Por meio de seu Núcleo de Apoio à Diversidade, a Trensurb promoveu, na quarta-feira (29), seminário interno alusivo ao Mês da Consciência Negra, intitulado “Racismo Estrutural e Ambiente de Trabalho”. Na ocasião, o auditório da empresa recebeu quatro convidados: Iyá Sandrali Bueno, presidenta e coordenadora estadual do Movimento Negro Unificado/RS; Letícia Padilha, advogada, presidenta da Comissão da Igualdade Racial da OAB e integrante do Movimento Negro Unificado; Jorge Terra, procurador da PGE-RS, presidente da Comissão sobre a Verdade da Escravidão Negra da OAB-RS e coordenador da Rede Afro-Gaúcha de Profissionais do Direito; Gleidson Renato Dias, membro da coordenação nacional do Movimento Negro Unificado.

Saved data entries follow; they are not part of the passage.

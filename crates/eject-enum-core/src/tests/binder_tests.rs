use eject_enum_parser::{DeclarationKind, NodeArena, NodeIndex, ParserState};

use crate::binder::FileBinder;

struct Bound {
    text: String,
    arena: NodeArena,
    root: NodeIndex,
    binder: FileBinder,
}

fn bind(source: &str) -> Bound {
    let mut parser = ParserState::new("input.ts".to_string(), source.to_string());
    let root = parser.parse_source_file();
    assert!(parser.get_diagnostics().is_empty());
    let arena = parser.into_arena();
    let binder = FileBinder::bind(&arena, root);
    Bound {
        text: source.to_string(),
        arena,
        root,
        binder,
    }
}

impl Bound {
    /// Resolve the first `Name.Member` type site after `marker`.
    fn resolve_after(&self, marker: &str) -> Option<NodeIndex> {
        let offset = self.text.find(marker).unwrap() as u32;
        let file = self.arena.get_source_file(self.root).unwrap();
        let site = file
            .type_sites
            .iter()
            .filter_map(|&site| self.arena.get_type_site(site))
            .filter(|site| site.pos > offset)
            .min_by_key(|site| site.pos)
            .unwrap();
        self.binder.resolve_enum(site.scope, &site.qualifier)
    }

    fn enum_named(&self, nth: usize) -> NodeIndex {
        self.arena.get_source_file(self.root).unwrap().enums[nth]
    }

    fn file_scope(&self) -> NodeIndex {
        self.arena.get_source_file(self.root).unwrap().scope
    }
}

const SCOPES: &str = "\
enum Kind { A, B }
namespace Outer {
  namespace Kind { export type A = 1; }
  interface Shadowed { k: Kind.A; }
}
namespace Aliased {
  import Kind = Other.Kind;
  interface Imported { k: Kind.A; }
}
function f() {
  const Kind = 1;
  interface Value { k: Kind.A; }
}
class Holder {
  field: Kind.B;
}
interface Top { k: Kind.B; }
";

#[test]
fn type_names_resolve_to_the_file_enum() {
    let bound = bind(SCOPES);
    let kind = bound.enum_named(0);
    assert_eq!(bound.resolve_after("interface Top"), Some(kind));
    assert_eq!(bound.resolve_after("class Holder"), Some(kind));
}

#[test]
fn namespaces_and_imports_hide_an_outer_enum() {
    let bound = bind(SCOPES);
    assert_eq!(bound.resolve_after("interface Shadowed"), None);
    assert_eq!(bound.resolve_after("interface Imported"), None);
}

#[test]
fn values_do_not_hide_an_outer_enum_in_type_position() {
    let bound = bind(SCOPES);
    assert_eq!(bound.resolve_after("interface Value"), Some(bound.enum_named(0)));
}

#[test]
fn inner_enum_wins_over_outer_enum() {
    let bound = bind(
        "enum E { A }\nfunction f() {\n  enum E { A = 5 }\n  interface I { e: E.A; }\n}\n",
    );
    assert_eq!(bound.resolve_after("interface I"), Some(bound.enum_named(1)));
}

#[test]
fn unknown_qualifier_resolves_to_nothing() {
    let bound = bind("enum E { A }\ninterface I { e: Missing.A; }\n");
    assert_eq!(bound.resolve_after("interface I"), None);
}

#[test]
fn repeated_enum_or_namespace_names_merge() {
    let bound = bind(
        "enum E { A }\nenum E { B = 1 }\nnamespace N {}\nenum N { X }\nfunction F() {}\nnamespace F {}\nenum Solo { Y }\n",
    );
    let scope = bound.file_scope();
    assert!(bound.binder.is_merged(scope, "E"));
    assert!(bound.binder.is_merged(scope, "N"));
    assert!(!bound.binder.is_merged(scope, "F"));
    assert!(!bound.binder.is_merged(scope, "Solo"));
    assert_eq!(bound.binder.declarations(scope, "F").len(), 2);
    assert!(bound.binder.declarations(scope, "missing").is_empty());
}

#[test]
fn any_value_declaration_hides_an_outer_enum_in_expressions() {
    let bound = bind(SCOPES);
    let function_scope = bound
        .arena
        .child_scopes(file_statement_containing(&bound, "function f"))
        .next()
        .unwrap();

    let outer = bound.binder.resolve_value(bound.file_scope(), "Kind");
    assert_eq!(outer.len(), 1);
    assert_eq!(outer[0].node, bound.enum_named(0));

    let inner = bound.binder.resolve_value(function_scope, "Kind");
    assert_eq!(inner.len(), 1);
    assert_eq!(inner[0].kind, DeclarationKind::Variable);

    assert!(bound.binder.resolve_value(bound.file_scope(), "Top").is_empty());
}

fn file_statement_containing(bound: &Bound, marker: &str) -> NodeIndex {
    let offset = bound.text.find(marker).unwrap() as u32;
    let file = bound.arena.get_source_file(bound.root).unwrap();
    let scope = bound.arena.get_scope(file.scope).unwrap();
    scope
        .statements
        .iter()
        .copied()
        .find(|&statement| {
            let node = bound.arena.get(statement).unwrap();
            node.pos() <= offset && offset < node.end()
        })
        .unwrap()
}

No início do evento, diretores da Trensurb manifestaram-se sobre a importância do seminário. “A questão racial no Brasil é uma questão urgente, então a Direção da Trensurb está disposta para que esses temas sejam trazidos e tratados, mas que também não fique apenas na teoria, vamos nos envolver através do Núcleo e das discussões”, afirmou o diretor de Operações, Ernani Fagundes. A diretora de Administração e Finanças, Vanessa Rocha, disse acreditar que a atividade configurou um “marco muito importante” para a empresa. “Com esse importante debate, vamos poder trazer uma efetividade nas ações políticas e afirmativas de combate ao racismo e à intolerância no ambiente de trabalho”.
Primeira dos convidados a fazer sua fala, Iyá Sandrali Bueno teceu comentários a respeito dos ambientes de trabalho e as dificuldades enfrentadas nesses espaços principalmente durante a pandemia. Ao falar sobre o assunto, ela trouxe trechos de um artigo que consta em seu livro Pelo direito de ser quem eu sou, o ser coletivo, buscando falar não apenas de racismo, mas também de sua visão de mulher negra e servidora pública. “Minha rusticidade de servidora pública se constitui de aspectos que se apresentam com intensidade e orgulho, no sentido místico do significado servir ao público”, afirmou. Ela concluiu falando: “O ambiente de trabalho precisa ser observado com amorosidade por aqueles que deveriam controlar o uso de sua caneta quando se trata de assinar decretos que tratam da vida dos servidores públicos, independente de governo e governança”.
Leticia Padilha, por sua vez, buscou explicar as origens do racismo estrutural e institucional que vem de séculos e perdura até hoje: “No nosso país, tivemos quase 400 anos de escravagismo e somos o último país das Américas a abolir a escravidão de uma maneira formal. Na verdade, ela só foi formal, pois nós vivemos os seus reflexos até hoje. Nós fomos colocados em uma linha de inferioridade pelo racismo estrutural, o racismo estabelece uma visão de hierarquia entre raças no sentido sociológico, afinal biológico já foi provado que não existe”.
Já Jorge Terra abordou o racismo no ambiente de trabalho e as políticas públicas: “As políticas públicas precisam fazer ações valorizativas e afirmativas, mas friso no ‘valorizativas’, pois são aquelas que levam ao direito da diferença. Por exemplo, tem um pesquisador que foi em Ruanda para saber o motivo de ter acontecido um genocídio lá. A conclusão foi que: primeiro, eu desvalorizo aquela pessoa; segundo, eu a discrimino; e, terceiro, eu gero uma desigualdade, com ela, eu faço associações, com a pobreza, marginalidade e assim vai. Dessa forma, eu fecho o ciclo e desvalorizo essas pessoas”. Conforme Terra, “por isso, ações valorizativas são importantes, pois elas prezam pelos valores humanitários, que mostram que essas pessoas que estão sendo desvalorizadas são pessoas, então as empresas precisam levar isso em consideração quando forem fazer suas políticas internas”.
Último dos convidados a se manifestar, Gleidson Renato Dias também abordou as origens do racismo e o modo como ele persiste até os dias de hoje: “Primeiro, tem o racismo de 1500 a 1888, que era considerar os negros como não seres humanos, sendo escravizados. Depois disso, veio a classificação de sub-humano, então essas pessoas receberam subcidadania, uma lógica disso é que, a cada dez pessoas pobres, oito são negras, pois é considerado que essas pessoas devem ter subempregos. Para o povo negro, tem um lugar específico, podem ser mestres, mas mestre-sala e podem ser rainhas também, mas de bateria”. Sobre a relevância de se debater o tema do racismo estrutural Dias, declarou: “O Brasil é o país onde a polícia mais mata e mais morre também. Quem a polícia mais mata são as pessoas negras e os policiais que mais morrem são os negros, isso é racismo estrutural e por isso é tão importante esse debate”.